The Federal Trade Commission (FTC) has officially ceased its efforts to implement a nationwide prohibition on employment noncompete agreements. This significant reversal marks the conclusion of a prominent regulatory initiative from the Biden administration. In a 3-1 vote on Friday, the agency decided to withdraw its appeal against a federal court’s decision that had previously blocked the ban, ensuring that noncompete clauses can continue to be widely utilized across the United States.
This critical decision by the FTC was made just before a looming court deadline. The Fifth Circuit Court of Appeals had granted multiple extensions following requests from the Trump administration, whose recently appointed FTC leadership indicated a disinclination to continue the legal defense of the ban. Ultimately, the commission confirmed its withdrawal from the legal battle.
“Illegality Was Patently Obvious” – FTC Chair Ferguson
FTC Chair Andrew Ferguson, in a joint statement with Commissioner Melissa Holyoak, asserted that “The rule’s illegality was patently obvious.” Ferguson contended that the proposed ban unlawfully superseded state-level contract laws, stating it “preempted the laws of all fifty States, and actively displaced hundreds of existing laws across forty-six States.”
Commissioner Rebecca Kelly Slaughter, currently the sole Democrat on the panel, cast the dissenting vote. Her return to the commission just last week followed a court ruling that reinstated her after an earlier attempt by the Trump administration to remove her.
The Original Ban and Its Ambitious Goals
The FTC initially finalized this noncompete ban in April 2024, during the tenure of then-Chair Lina Khan.
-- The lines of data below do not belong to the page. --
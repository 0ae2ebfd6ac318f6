//! # System Constants
//!
//! Defaults and fixed operational boundaries for circuit breakers and
//! worker pool supervision. Anything a deployment may tune lives in
//! [`crate::config::WardenConfig`]; anything fixed by design lives here.

use std::time::Duration;

/// Circuit breaker lifecycle events published through the event sink.
pub mod events {
    pub const CIRCUIT_OPENED: &str = "circuit_breaker.opened";
    pub const CIRCUIT_HALF_OPENED: &str = "circuit_breaker.half_opened";
    pub const CIRCUIT_CLOSED: &str = "circuit_breaker.closed";
}

/// Consecutive failures required before a breaker opens.
pub const DEFAULT_FAILURE_THRESHOLD: u32 = 5;

/// Seconds an open breaker waits before a call may probe recovery.
pub const DEFAULT_TIMEOUT_SECONDS: u64 = 60;

/// Consecutive half-open successes required to close a breaker.
pub const DEFAULT_HALF_OPEN_ATTEMPTS: u32 = 3;

/// Prefix for the named lock guarding each breaker's durable record.
pub const BREAKER_LOCK_PREFIX: &str = "circuit-breaker:";

/// How long a mutating breaker call blocks for the lock before failing loudly.
pub const LOCK_WAIT: Duration = Duration::from_secs(5);

/// Lease lifetime; expiry reclaims locks abandoned by a dead process.
pub const LOCK_TTL: Duration = Duration::from_secs(10);

/// Default per-worker memory ceiling used by the built-in health check.
pub const DEFAULT_WORKER_MEMORY_LIMIT_MB: u64 = 512;

/// Interval between supervision ticks. Fixed by design, not configurable.
pub const SUPERVISION_POLL_INTERVAL: Duration = Duration::from_secs(1);

/// Build the lock key for a service's breaker record.
pub fn breaker_lock_key(service_name: &str) -> String {
    format!("{BREAKER_LOCK_PREFIX}{service_name}")
}

#[cfg(test)]
mod tests {
    use super::*;

    #[test]
    fn lock_key_carries_prefix_and_service() {
        assert_eq!(breaker_lock_key("payment-api"), "circuit-breaker:payment-api");
    }
}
This proposed rule aimed to nullify most existing noncompete agreements and prevent the formation of new ones, with only minor exceptions. Estimates from the commission at that time suggested that approximately 30 million Americans – representing roughly one in five workers, from hourly staff to corporate leaders – were subject to such restrictive clauses.
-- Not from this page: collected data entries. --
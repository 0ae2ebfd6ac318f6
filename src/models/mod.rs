//! Durable data shapes shared across processes.

pub mod circuit_breaker_record;

pub use circuit_breaker_record::{CircuitBreakerRecord, CircuitState};
//! In-memory breaker store.
//!
//! Suitable for tests and single-process deployments; the map plays the role
//! of the shared table and the same create-if-absent semantics apply.

use async_trait::async_trait;
use std::collections::HashMap;
use std::sync::Arc;
use tokio::sync::RwLock;

use super::CircuitBreakerStore;
use crate::error::Result;
use crate::models::CircuitBreakerRecord;

#[derive(Debug, Clone, Default)]
pub struct InMemoryCircuitBreakerStore {
    records: Arc<RwLock<HashMap<String, CircuitBreakerRecord>>>,
}

impl InMemoryCircuitBreakerStore {
    pub fn new() -> Self {
        Self::default()
    }
}

#[async_trait]
impl CircuitBreakerStore for InMemoryCircuitBreakerStore {
    async fn fetch_or_create(&self, service_name: &str) -> Result<CircuitBreakerRecord> {
        // Write lock even on the read path keeps create-if-absent atomic.
        let mut records = self.records.write().await;
        let record = records
            .entry(service_name.to_string())
            .or_insert_with(|| CircuitBreakerRecord::new(service_name));
        Ok(record.clone())
    }

    async fn refresh(&self, service_name: &str) -> Result<Option<CircuitBreakerRecord>> {
        let records = self.records.read().await;
        Ok(records.get(service_name).cloned())
    }

    async fn update(&self, record: &CircuitBreakerRecord) -> Result<()> {
        let mut records = self.records.write().await;
        records.insert(record.service_name.clone(), record.clone());
        Ok(())
    }
}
Supporters championed the rule as a crucial move to enhance worker mobility and elevate earning potential. Khan had projected that eliminating noncompetes could inject up to $300 billion annually into US wages and stimulate the launch of numerous new businesses. However, these anticipated benefits were never realized.
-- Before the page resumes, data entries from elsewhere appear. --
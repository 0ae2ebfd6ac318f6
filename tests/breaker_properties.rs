//! Property tests for the breaker's threshold arithmetic.

use std::sync::Arc;
use std::time::Duration;

use proptest::prelude::*;

use warden_core::clock::SystemClock;
use warden_core::events::EventPublisher;
use warden_core::locking::InProcessLockService;
use warden_core::resilience::{CircuitBreaker, CircuitBreakerConfig};
use warden_core::storage::InMemoryCircuitBreakerStore;

fn breaker(threshold: u32) -> CircuitBreaker {
    CircuitBreaker::new(
        "flaky-api",
        CircuitBreakerConfig {
            failure_threshold: threshold,
            timeout: Duration::from_secs(60),
            half_open_attempts: 3,
        },
        Arc::new(InMemoryCircuitBreakerStore::new()),
        Arc::new(InProcessLockService::new()),
        EventPublisher::new(16),
        Arc::new(SystemClock),
    )
}

proptest! {
    #![proptest_config(ProptestConfig::with_cases(32))]

    /// Exactly `threshold` consecutive failures open the circuit, and
    /// `threshold - 1` never do.
    #[test]
    fn threshold_boundary_is_exact(threshold in 1u32..16) {
        let runtime = tokio::runtime::Builder::new_current_thread()
            .enable_all()
            .build()
            .unwrap();
        runtime.block_on(async {
            let breaker = breaker(threshold);

            for _ in 0..threshold - 1 {
                breaker.record_failure("connection refused").await.unwrap();
            }
            prop_assert!(breaker.is_closed().await.unwrap());

            breaker.record_failure("connection refused").await.unwrap();
            prop_assert!(breaker.is_open().await.unwrap());
            Ok(())
        })?;
    }

    /// A success anywhere in the run resets failure progress completely.
    #[test]
    fn intervening_success_resets_progress(threshold in 2u32..16) {
        let runtime = tokio::runtime::Builder::new_current_thread()
            .enable_all()
            .build()
            .unwrap();
        runtime.block_on(async {
            let breaker = breaker(threshold);

            for _ in 0..threshold - 1 {
                breaker.record_failure("connection refused").await.unwrap();
            }
            breaker.record_success().await.unwrap();
            for _ in 0..threshold - 1 {
                breaker.record_failure("connection refused").await.unwrap();
            }
            prop_assert!(breaker.is_closed().await.unwrap());
            Ok(())
        })?;
    }
}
Ryan LLC, a Dallas-based tax services firm, promptly contested the rule, supported by the powerful US Chamber of Commerce. A federal judge in Texas ultimately sided with the challengers, determining that the FTC had overstepped its jurisdictional authority. This judicial intervention effectively halted the nationwide implementation of the ban before it could be enacted.
Shifting Towards Targeted Enforcement
From its inception, the rule faced strong opposition from those who argued the FTC lacked the mandate to enforce such a sweeping ban on employment practices. Ferguson himself, in a 2024 dissent, described it as “By far the most extraordinary assertion of authority in the Commission’s history,” cautioning that it breached constitutional boundaries.
Nevertheless, Ferguson has also conceded the potential harm of noncompete clauses. In his Friday statement, he noted, “They can be, and sometimes are, abused to the effect of severely inhibiting workers’ ability to make a living.” Under his leadership, the FTC is now pivoting towards a strategy of targeted enforcement, prioritizing agreements identified as anticompetitive under the Sherman Act over a blanket prohibition.
The agency recently demonstrated this new approach by compelling the nation’s largest pet cremation company to halt the enforcement of noncompete clauses against nearly 1,800 employees. Furthermore, the FTC is actively soliciting public input and information regarding the practical application of noncompete agreements, which will guide future enforcement strategies.
Critics and Business Interests Weigh In
Critics of the commission’s decision argue that a fragmented, case-by-case enforcement strategy cannot achieve the broad impact of a nationwide regulation. Commissioner Slaughter voiced her concern to NPR, stating, “It does nothing to help the person working at the hair salon in Minnesota, or the engineer in Florida, or the fast food worker in Washington. Those people deserve protection, too.”
Conversely, various business groups contend that noncompete restrictions are essential for safeguarding legitimate corporate interests. Ryan LLC, the original plaintiff, argued that the proposed ban would enable employees to move to rival companies, potentially carrying proprietary knowledge with them. The Chamber of Commerce further cautioned that the elimination of noncompetes could destabilize labor markets and diminish overall productivity.
For the foreseeable future, the commission is pursuing an alternative path. The proposed nationwide noncompete rule is slated to be vacated, meaning future scrutiny of such agreements will occur on an individual, case-by-case basis. What was initially presented as a comprehensive transformation of the employment sector has now transitioned into a more gradual, incremental approach to regulation.